Supplied information
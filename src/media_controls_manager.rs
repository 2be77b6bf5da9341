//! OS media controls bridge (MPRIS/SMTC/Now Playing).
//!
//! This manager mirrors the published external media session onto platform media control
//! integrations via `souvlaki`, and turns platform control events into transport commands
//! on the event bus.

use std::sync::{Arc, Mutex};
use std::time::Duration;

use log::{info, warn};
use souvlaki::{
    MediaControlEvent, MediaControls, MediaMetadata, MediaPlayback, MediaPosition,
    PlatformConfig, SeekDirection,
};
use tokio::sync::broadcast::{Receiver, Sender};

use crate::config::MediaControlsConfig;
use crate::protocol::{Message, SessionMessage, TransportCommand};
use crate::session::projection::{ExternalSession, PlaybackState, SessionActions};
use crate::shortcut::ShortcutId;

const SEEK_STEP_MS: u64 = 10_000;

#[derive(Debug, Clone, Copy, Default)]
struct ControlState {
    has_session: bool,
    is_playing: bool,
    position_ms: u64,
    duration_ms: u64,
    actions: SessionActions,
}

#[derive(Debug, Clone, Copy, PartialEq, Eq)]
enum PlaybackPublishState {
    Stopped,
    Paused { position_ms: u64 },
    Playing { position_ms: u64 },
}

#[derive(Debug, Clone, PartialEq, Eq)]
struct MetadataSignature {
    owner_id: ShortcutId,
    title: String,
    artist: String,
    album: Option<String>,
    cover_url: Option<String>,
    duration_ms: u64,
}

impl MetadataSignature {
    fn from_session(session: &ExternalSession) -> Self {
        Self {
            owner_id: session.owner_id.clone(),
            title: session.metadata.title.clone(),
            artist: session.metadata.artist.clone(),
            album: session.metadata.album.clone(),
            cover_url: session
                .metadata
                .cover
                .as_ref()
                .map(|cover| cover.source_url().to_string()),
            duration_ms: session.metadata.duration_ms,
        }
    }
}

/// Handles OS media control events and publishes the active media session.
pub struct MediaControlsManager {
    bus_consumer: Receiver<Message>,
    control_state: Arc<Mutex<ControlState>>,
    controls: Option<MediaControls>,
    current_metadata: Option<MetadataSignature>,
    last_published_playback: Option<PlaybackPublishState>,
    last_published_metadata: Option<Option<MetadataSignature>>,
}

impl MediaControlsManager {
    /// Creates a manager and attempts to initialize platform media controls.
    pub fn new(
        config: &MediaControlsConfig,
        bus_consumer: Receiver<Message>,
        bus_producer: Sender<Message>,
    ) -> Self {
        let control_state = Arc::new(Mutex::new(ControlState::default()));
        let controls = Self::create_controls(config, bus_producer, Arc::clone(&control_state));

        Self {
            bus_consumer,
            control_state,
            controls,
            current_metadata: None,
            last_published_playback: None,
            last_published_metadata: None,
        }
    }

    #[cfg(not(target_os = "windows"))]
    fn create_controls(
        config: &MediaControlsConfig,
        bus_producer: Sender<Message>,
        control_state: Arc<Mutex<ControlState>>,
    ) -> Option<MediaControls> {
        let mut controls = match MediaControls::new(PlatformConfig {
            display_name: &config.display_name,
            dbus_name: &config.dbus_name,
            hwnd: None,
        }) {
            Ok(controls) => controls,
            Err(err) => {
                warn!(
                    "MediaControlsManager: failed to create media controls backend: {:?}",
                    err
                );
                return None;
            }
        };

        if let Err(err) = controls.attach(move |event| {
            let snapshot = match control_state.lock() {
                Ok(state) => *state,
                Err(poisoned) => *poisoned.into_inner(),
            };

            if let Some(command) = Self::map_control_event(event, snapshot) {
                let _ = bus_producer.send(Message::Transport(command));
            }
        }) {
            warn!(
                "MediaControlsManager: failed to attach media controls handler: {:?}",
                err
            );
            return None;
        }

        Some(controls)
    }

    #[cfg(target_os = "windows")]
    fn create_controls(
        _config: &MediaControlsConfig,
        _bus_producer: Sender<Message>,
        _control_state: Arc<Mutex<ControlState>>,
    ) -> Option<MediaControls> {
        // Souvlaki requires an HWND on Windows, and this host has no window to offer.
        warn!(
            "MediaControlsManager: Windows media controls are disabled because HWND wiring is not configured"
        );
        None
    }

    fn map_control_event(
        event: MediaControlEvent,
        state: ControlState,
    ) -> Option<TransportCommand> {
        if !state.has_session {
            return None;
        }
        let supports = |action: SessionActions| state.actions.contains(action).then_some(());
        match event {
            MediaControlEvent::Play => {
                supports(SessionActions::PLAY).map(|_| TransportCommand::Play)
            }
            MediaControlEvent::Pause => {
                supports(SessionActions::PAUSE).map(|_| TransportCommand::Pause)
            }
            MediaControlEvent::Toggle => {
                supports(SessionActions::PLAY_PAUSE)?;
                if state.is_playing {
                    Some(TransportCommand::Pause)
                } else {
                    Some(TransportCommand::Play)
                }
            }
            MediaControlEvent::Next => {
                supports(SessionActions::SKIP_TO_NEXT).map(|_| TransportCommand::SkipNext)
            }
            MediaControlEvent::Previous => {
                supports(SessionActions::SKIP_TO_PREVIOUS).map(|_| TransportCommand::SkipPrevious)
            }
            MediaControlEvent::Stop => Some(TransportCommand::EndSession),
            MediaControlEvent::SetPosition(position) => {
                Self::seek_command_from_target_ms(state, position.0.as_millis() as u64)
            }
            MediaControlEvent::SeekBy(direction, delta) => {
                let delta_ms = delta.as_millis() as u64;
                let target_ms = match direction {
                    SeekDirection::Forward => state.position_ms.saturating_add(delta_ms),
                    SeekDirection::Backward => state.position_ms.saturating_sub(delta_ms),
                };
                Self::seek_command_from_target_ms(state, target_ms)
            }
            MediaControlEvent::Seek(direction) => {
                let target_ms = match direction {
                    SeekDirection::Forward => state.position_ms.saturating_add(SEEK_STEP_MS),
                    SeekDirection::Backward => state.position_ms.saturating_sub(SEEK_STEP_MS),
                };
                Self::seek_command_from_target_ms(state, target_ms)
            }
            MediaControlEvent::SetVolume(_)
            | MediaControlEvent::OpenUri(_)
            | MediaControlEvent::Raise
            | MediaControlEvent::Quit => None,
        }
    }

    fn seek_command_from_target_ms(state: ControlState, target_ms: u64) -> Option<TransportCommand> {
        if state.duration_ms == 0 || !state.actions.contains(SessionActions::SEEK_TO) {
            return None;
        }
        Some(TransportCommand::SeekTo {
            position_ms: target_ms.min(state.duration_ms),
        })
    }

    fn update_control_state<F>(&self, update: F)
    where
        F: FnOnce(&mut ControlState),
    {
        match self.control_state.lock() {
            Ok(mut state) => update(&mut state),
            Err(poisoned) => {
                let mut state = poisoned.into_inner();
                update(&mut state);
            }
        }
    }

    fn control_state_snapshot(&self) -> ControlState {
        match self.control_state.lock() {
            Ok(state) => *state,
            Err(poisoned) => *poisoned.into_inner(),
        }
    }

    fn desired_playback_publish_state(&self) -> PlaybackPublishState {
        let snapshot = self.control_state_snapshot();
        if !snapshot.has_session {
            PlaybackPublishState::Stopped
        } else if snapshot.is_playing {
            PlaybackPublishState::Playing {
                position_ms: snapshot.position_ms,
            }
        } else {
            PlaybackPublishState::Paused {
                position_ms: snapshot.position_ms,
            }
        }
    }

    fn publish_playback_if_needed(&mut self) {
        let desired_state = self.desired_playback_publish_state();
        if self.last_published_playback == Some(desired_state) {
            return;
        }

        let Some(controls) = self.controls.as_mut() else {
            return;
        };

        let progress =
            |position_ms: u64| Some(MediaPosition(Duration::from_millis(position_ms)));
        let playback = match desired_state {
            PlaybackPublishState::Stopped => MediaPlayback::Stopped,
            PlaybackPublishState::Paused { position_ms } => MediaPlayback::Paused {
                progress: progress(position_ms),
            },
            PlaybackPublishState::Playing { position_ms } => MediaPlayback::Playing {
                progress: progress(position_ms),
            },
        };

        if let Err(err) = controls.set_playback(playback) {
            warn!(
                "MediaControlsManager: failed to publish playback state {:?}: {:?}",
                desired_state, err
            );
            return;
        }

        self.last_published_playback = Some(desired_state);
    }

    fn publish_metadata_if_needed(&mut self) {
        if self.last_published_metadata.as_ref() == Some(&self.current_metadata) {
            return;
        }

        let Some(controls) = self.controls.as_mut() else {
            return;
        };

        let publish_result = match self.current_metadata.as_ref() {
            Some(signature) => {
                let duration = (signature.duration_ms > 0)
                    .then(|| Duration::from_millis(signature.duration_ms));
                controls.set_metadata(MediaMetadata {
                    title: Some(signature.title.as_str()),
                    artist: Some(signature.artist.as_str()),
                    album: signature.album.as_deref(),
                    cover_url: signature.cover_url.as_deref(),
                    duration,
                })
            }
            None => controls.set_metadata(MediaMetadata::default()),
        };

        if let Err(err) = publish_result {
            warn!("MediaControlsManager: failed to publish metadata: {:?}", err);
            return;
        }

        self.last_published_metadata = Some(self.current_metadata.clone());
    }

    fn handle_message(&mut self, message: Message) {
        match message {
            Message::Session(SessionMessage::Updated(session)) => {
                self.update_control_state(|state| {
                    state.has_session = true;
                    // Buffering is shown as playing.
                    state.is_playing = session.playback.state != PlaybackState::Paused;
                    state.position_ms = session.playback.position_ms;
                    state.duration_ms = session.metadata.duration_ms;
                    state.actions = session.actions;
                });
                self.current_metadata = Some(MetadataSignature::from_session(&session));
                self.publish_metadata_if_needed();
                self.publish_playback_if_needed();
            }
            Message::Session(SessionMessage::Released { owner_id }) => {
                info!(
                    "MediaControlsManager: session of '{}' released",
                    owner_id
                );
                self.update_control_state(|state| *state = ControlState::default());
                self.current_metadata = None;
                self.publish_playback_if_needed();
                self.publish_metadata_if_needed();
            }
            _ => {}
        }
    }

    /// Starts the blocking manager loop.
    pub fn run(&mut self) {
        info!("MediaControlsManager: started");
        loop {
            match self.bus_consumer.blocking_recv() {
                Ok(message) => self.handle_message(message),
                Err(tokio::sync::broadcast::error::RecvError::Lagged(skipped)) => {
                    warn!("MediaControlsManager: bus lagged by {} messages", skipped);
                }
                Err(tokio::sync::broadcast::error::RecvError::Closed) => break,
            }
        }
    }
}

Task instructions
Only the lines that contain the string "Backward" are to be copied from the records.

Worked solution
                    SeekDirection::Backward => state.position_ms.saturating_sub(delta_ms),
                    SeekDirection::Backward => state.position_ms.saturating_sub(SEEK_STEP_MS),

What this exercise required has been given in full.